6 Ways To Help People Who Are Struggling With Depression

From the outside looking in depression makes no sense. The lack of emotion, the lack of desire to do the things they wanted to do before, the crying for no reason – all confusing. But here’s the thing: from the inside, it feels just as senseless.

Most of the time we don’t know why we are in the state we are in. Sure, some people go through major life changes or tragedy, and depression and anxiety is a natural result. In those cases we may be able to articulate to you the reasons, we may be able to make sense of the darkness.

It’s just as common that there is no outside reason for the darkness that surrounds us. As much as I’m sure the tragedy scenario is horrible, I can attest to the fact that feeling the downward spiral of depression for no apparent reason is frightening. It doesn’t get much worse than feeling like your own mind is turning against you.

While depression is a journey that we walk alone, there are ways friends and family can help us through it, ways we need help to get through it. The more a person isolates himself, the more likely that the spiral will go deeper and deeper. We need to be drawn out gently, with love and patience. And there are a few things we need you to know:

  1. There is a difference between “feeling depressed” and dealing with the disease of depression.

Everyone has times in his or her life when they feel depressed; it’s part of our human existence. Yes, you have had valid times of “feeling depressed” and I’m sure being reminded of all the good things in your life helped you. Going to the beach with friends or having a good laugh brightened your outlook. This is not the same thing. In fact, if you remind us that “some people are dealing with real things like cancer, death, etc.” it can actually cause us to spiral further down. We know these things and are already confused about why this doesn’t help us, please don’t remind us again.

  1. Don’t take it personally; it’s not your fault.

It’s very easy for someone close to a person dealing with depression to wonder if they did something to cause it. You didn’t. The hard truth is that being around someone dealing with this day in and day out can be hurtful. Depression hurts everyone it comes into contact with.
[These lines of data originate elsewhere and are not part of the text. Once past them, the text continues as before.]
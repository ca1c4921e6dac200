//! Send orchestrator: drives one "process campaign" pass
//!
//! Enumerates due enrollments, renders each step, dispatches through the
//! resolved transport and commits enrollment state only after the provider
//! confirms the send. Failures for one lead never abort processing of the
//! others. Passes for the same campaign are serialized by an advisory lock
//! so two concurrent invocations cannot double-send a step.

use crate::campaign::scheduler::{next_action, NextAction};
use crate::config::SendConfig;
use crate::credentials::CredentialService;
use crate::error::{OutreachError, Result};
use crate::store::{CampaignStore, LeadReader};
use crate::template::{render, LeadFields};
use crate::transport::registry::TransportResolver;
use crate::transport::Transport;
use chrono::{DateTime, Utc};
use nurture_types::{
    Campaign, CampaignEnrollment, CampaignId, CampaignStatus, CampaignStep, EnrollOutcome,
    LeadId, LeadSendResult, ProcessSummary, SendReceipt, StepKind, UserId,
};
use std::collections::HashMap;
use std::sync::{Arc, Mutex};

pub struct SendOrchestrator {
    store: Arc<dyn CampaignStore>,
    leads: Arc<dyn LeadReader>,
    credentials: Arc<CredentialService>,
    resolver: Arc<dyn TransportResolver>,
    send: SendConfig,
    /// Advisory locks keyed by campaign id; held for one full pass
    locks: Mutex<HashMap<i64, Arc<tokio::sync::Mutex<()>>>>,
}

impl SendOrchestrator {
    pub fn new(
        store: Arc<dyn CampaignStore>,
        leads: Arc<dyn LeadReader>,
        credentials: Arc<CredentialService>,
        resolver: Arc<dyn TransportResolver>,
        send: SendConfig,
    ) -> Self {
        Self {
            store,
            leads,
            credentials,
            resolver,
            send,
            locks: Mutex::new(HashMap::new()),
        }
    }

    fn campaign_lock(&self, campaign_id: CampaignId) -> Arc<tokio::sync::Mutex<()>> {
        self.locks
            .lock()
            .unwrap()
            .entry(campaign_id.value())
            .or_default()
            .clone()
    }

    /// Process a campaign now
    pub async fn process_campaign(
        &self,
        campaign_id: CampaignId,
        caller: UserId,
    ) -> Result<ProcessSummary> {
        self.process_campaign_at(campaign_id, caller, Utc::now())
            .await
    }

    /// Process a campaign as of the given instant (tests drive time through
    /// this entry point)
    pub async fn process_campaign_at(
        &self,
        campaign_id: CampaignId,
        caller: UserId,
        now: DateTime<Utc>,
    ) -> Result<ProcessSummary> {
        let lock = self.campaign_lock(campaign_id);
        let _guard = lock.lock().await;

        let campaign = self
            .store
            .campaign(campaign_id)
            .await?
            .ok_or_else(|| {
                OutreachError::Validation(format!("campaign {} not found", campaign_id))
            })?;

        if campaign.user_id != caller {
            return Err(OutreachError::Validation(format!(
                "campaign {} is not owned by user {}",
                campaign_id, caller
            )));
        }

        if campaign.status != CampaignStatus::Active {
            return Err(OutreachError::Validation(format!(
                "campaign {} is not active",
                campaign_id
            )));
        }

        let steps = self.store.steps(campaign_id).await?;
        if steps.is_empty() {
            return Err(OutreachError::Validation(format!(
                "campaign {} has no steps",
                campaign_id
            )));
        }

        let mut summary = ProcessSummary::new(campaign_id, now);

        // A missing or rejected credential is surfaced in the summary; the
        // pass still runs so completions are committed. Vault and
        // configuration failures abort outright.
        let transport = match self.resolve_transport(&campaign).await {
            Ok(transport) => Some(transport),
            Err(e @ OutreachError::Encryption(_)) => return Err(e),
            Err(e @ OutreachError::Validation(_)) => return Err(e),
            Err(e @ OutreachError::Config(_)) => return Err(e),
            Err(e) => {
                log::error!("campaign {}: credential unavailable: {}", campaign_id, e);
                summary.errors.push(e.to_string());
                None
            }
        };

        let enrollments = self.store.active_enrollments(campaign_id).await?;
        log::info!(
            "processing campaign {} ({} active enrollments, {} steps)",
            campaign_id,
            enrollments.len(),
            steps.len()
        );

        for enrollment in enrollments {
            match next_action(&steps, &enrollment, now) {
                NextAction::Wait { due_at } => {
                    log::debug!(
                        "lead {} waiting for step {} (due {})",
                        enrollment.lead_id,
                        enrollment.current_step + 1,
                        due_at
                    );
                    summary.waiting += 1;
                }
                NextAction::Complete => {
                    let mut updated = enrollment.clone();
                    updated.complete(now)?;
                    self.store.update_enrollment(&updated).await?;
                    log::info!(
                        "lead {} finished campaign {} sequence",
                        enrollment.lead_id,
                        campaign_id
                    );
                    summary.completed += 1;
                }
                NextAction::Send(step) => {
                    let transport = match transport.as_deref() {
                        Some(transport) => transport,
                        None => {
                            summary.record(LeadSendResult::failed(
                                enrollment.lead_id,
                                Some(step.step_order),
                                "no usable provider credential".to_string(),
                                now,
                            ));
                            continue;
                        }
                    };

                    match self
                        .execute_send(transport, &campaign, step, &enrollment, now)
                        .await
                    {
                        Ok(receipt) => {
                            let mut updated = enrollment.clone();
                            updated.record_send(step.step_order, now)?;
                            self.store.update_enrollment(&updated).await?;
                            self.store.increment_step_sent(step.id).await?;
                            summary.record(LeadSendResult::sent(
                                enrollment.lead_id,
                                step.step_order,
                                receipt.message_id,
                                now,
                            ));
                        }
                        Err(e @ OutreachError::Encryption(_)) => return Err(e),
                        Err(e) => {
                            // Enrollment untouched: the lead stays eligible
                            // for retry on the next pass.
                            log::error!(
                                "send to lead {} in campaign {} failed: {}",
                                enrollment.lead_id,
                                campaign_id,
                                e
                            );
                            summary.record(LeadSendResult::failed(
                                enrollment.lead_id,
                                Some(step.step_order),
                                e.to_string(),
                                now,
                            ));
                        }
                    }
                }
            }
        }

        if summary.sent > 0 {
            let mut updated = campaign.clone();
            updated.sent_count += summary.sent as u64;
            updated.updated_at = now;
            self.store.update_campaign(&updated).await?;
        }

        summary.finished_at = Some(Utc::now());
        log::info!(
            "campaign {} pass {}: {} sent, {} waiting, {} completed, {} failed",
            campaign_id,
            summary.run_id,
            summary.sent,
            summary.waiting,
            summary.completed,
            summary.failed
        );
        Ok(summary)
    }

    /// Enroll leads into a campaign. Idempotent: a lead already enrolled is
    /// reported, not duplicated.
    pub async fn enroll(
        &self,
        campaign_id: CampaignId,
        caller: UserId,
        lead_ids: &[LeadId],
    ) -> Result<EnrollOutcome> {
        let campaign = self
            .store
            .campaign(campaign_id)
            .await?
            .ok_or_else(|| {
                OutreachError::Validation(format!("campaign {} not found", campaign_id))
            })?;

        if campaign.user_id != caller {
            return Err(OutreachError::Validation(format!(
                "campaign {} is not owned by user {}",
                campaign_id, caller
            )));
        }

        let mut outcome = EnrollOutcome::default();
        for &lead_id in lead_ids {
            if self.leads.lead(lead_id).await?.is_none() {
                outcome.not_found.push(lead_id);
                continue;
            }
            if self.store.enrollment(campaign_id, lead_id).await?.is_some() {
                outcome.already_enrolled.push(lead_id);
                continue;
            }
            self.store.insert_enrollment(campaign_id, lead_id).await?;
            outcome.enrolled.push(lead_id);
        }

        // leads_count is derived from storage, never trusted incrementally
        let mut updated = campaign;
        updated.leads_count = self.store.enrollment_count(campaign_id).await?;
        updated.updated_at = Utc::now();
        self.store.update_campaign(&updated).await?;

        log::info!(
            "enroll into campaign {}: {} new, {} already enrolled, {} not found",
            campaign_id,
            outcome.enrolled.len(),
            outcome.already_enrolled.len(),
            outcome.not_found.len()
        );
        Ok(outcome)
    }

    /// Externally triggered opt-out; once applied, the enrollment never
    /// receives another send
    pub async fn unsubscribe(&self, campaign_id: CampaignId, lead_id: LeadId) -> Result<()> {
        let enrollment = self
            .store
            .enrollment(campaign_id, lead_id)
            .await?
            .ok_or_else(|| {
                OutreachError::NotFound(format!(
                    "no enrollment for campaign {} lead {}",
                    campaign_id, lead_id
                ))
            })?;

        let mut updated = enrollment;
        updated.unsubscribe(Utc::now())?;
        self.store.update_enrollment(&updated).await
    }

    async fn resolve_transport(&self, campaign: &Campaign) -> Result<Arc<dyn Transport>> {
        let provider = if campaign.gmail_enabled {
            "gmail".to_string()
        } else {
            self.credentials
                .active_crm_provider(campaign.user_id)
                .await?
                .ok_or_else(|| {
                    OutreachError::Auth(format!(
                        "user {} has no connected CRM provider",
                        campaign.user_id
                    ))
                })?
        };

        let secrets = self
            .credentials
            .load_secrets(campaign.user_id, &provider)
            .await?;
        self.resolver
            .resolve(campaign.user_id, &provider, secrets)
    }

    async fn execute_send(
        &self,
        transport: &dyn Transport,
        campaign: &Campaign,
        step: &CampaignStep,
        enrollment: &CampaignEnrollment,
        now: DateTime<Utc>,
    ) -> Result<SendReceipt> {
        let lead = self
            .leads
            .lead(enrollment.lead_id)
            .await?
            .ok_or_else(|| OutreachError::NotFound(format!("lead {}", enrollment.lead_id)))?;

        let fields = LeadFields::from_lead(&lead);
        let contact_ref = transport.contact_ref(&lead)?;
        let body = render(&step.body, &fields);

        let subject = step
            .subject
            .as_deref()
            .map(|s| render(s, &fields))
            .unwrap_or_default();

        let receipt = self
            .send_with_retry(transport, step.kind, &contact_ref, &subject, &body)
            .await?;

        log::info!(
            "sent step {} of campaign {} to lead {} via {} (message {})",
            step.step_order,
            campaign.id,
            lead.id,
            transport.provider(),
            receipt.message_id
        );

        // Audit trail in the provider; best effort only
        let note = format!(
            "Drip campaign '{}': step {} sent at {}",
            campaign.name,
            step.step_order,
            now.to_rfc3339()
        );
        match transport.annotate(&contact_ref, &note).await {
            Ok(_) => {}
            Err(OutreachError::NotSupported(_)) => {}
            Err(e) => log::warn!("failed to write audit note for lead {}: {}", lead.id, e),
        }

        Ok(receipt)
    }

    /// Dispatch with bounded retry: transient transport failures back off and
    /// retry, credential and provider rejections do not
    async fn send_with_retry(
        &self,
        transport: &dyn Transport,
        kind: StepKind,
        contact_ref: &str,
        subject: &str,
        body: &str,
    ) -> Result<SendReceipt> {
        let mut attempt = 0u32;
        loop {
            let result = match kind {
                StepKind::Email => transport.send_email(contact_ref, subject, body).await,
                StepKind::Sms => transport.send_sms(contact_ref, body).await,
            };

            match result {
                Ok(receipt) => return Ok(receipt),
                Err(e) if e.is_retryable() && attempt < self.send.max_retries => {
                    let backoff = self.send.backoff_ms * 2u64.pow(attempt);
                    attempt += 1;
                    log::warn!(
                        "transient send failure (attempt {}): {}; retrying in {} ms",
                        attempt,
                        e,
                        backoff
                    );
                    tokio::time::sleep(std::time::Duration::from_millis(backoff)).await;
                }
                Err(e) => return Err(e),
            }
        }
    }
}
//! Nurture Core Library
//!
//! Business logic for the drip-campaign outreach engine: credential vault,
//! provider transports, token lifecycle, template rendering, campaign
//! scheduling and the send orchestrator.

pub mod campaign;
pub mod config;
pub mod credentials;
pub mod error;
pub mod store;
pub mod template;
pub mod transport;
pub mod vault;

// Re-export main types for easy access
pub use config::OutreachConfig;
pub use error::{OutreachError, Result};

// Re-export engine components
pub use campaign::{next_action, NextAction, SendOrchestrator};
pub use credentials::{ConnectionStatus, CredentialService};
pub use store::{CampaignStore, CredentialStore, InMemoryStore, LeadReader};
pub use template::{render, LeadFields};
pub use transport::{
    BoldTrailTransport, FollowUpBossTransport, GmailTransport, HttpTokenRefresher, OAuthToken,
    TokenManager, TokenRefresher, TokenSink, Transport, TransportRegistry, TransportResolver,
    SUPPORTED_PROVIDERS,
};
pub use vault::{generate_key, CredentialVault, SecretBag};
  1. You will not be able to “fix” us, so it’s better for both parties if you don’t try.

When you’ve never dealt with this condition yourself then your advice could be hurtful. All the sunshine and rainbows in the world cannot drive away our emptiness. Just be there. Listen. Validate our feelings without making us feel like they make us weak or wrong.

  1. Ask us how we are doing and genuinely listen when we answer.

It’s very hard to articulate to anyone what we’re feeling and because of that, we shy away from it. Draw us out; we need to talk. In her book When We Were On Fire, Addie Zierman explains it so well: “This is another thing about depression, it seems to exist somewhere outside of language, and I cannot wrangle it. I can’t seem to wrestle it into a manageable size using the thing I have always been able to use: words. I reach into the great cloud of unnamed feelings, but no matter how I try, I can’t find the one true thing.”

We want to talk about it, we know we need to talk about it, it’s just hard to “wrangle it” into words so please be patient.

  1. Please don’t make it sound like this isn’t a big deal or use Christian clichés to try to make us feel better.

This is a big deal. It’s not just a blue day or something that can be helped with a joke or a hug. Reminding us to “let go and let God” or that we should pray more will do nothing except bring more guilt and probably a little anger.

  1. Encourage us to get help.

Whether it’s talking to the pastor or a counselor or going to the doctor, we need encouragement for this step. Depression is embarrassing; it’s not something we want to admit to people. It feels like weakness, so having someone close to us persistently encourage us to take the next step in recovery may be the only reason we ever do.

I’m sure those of you who have dealt with this before could add a dozen more ideas to this list. Saying this list is all we need would be like saying that a pill will cure diabetes and there is no other change you need to make in your life. But it is a start, and we need so badly for you to make that start.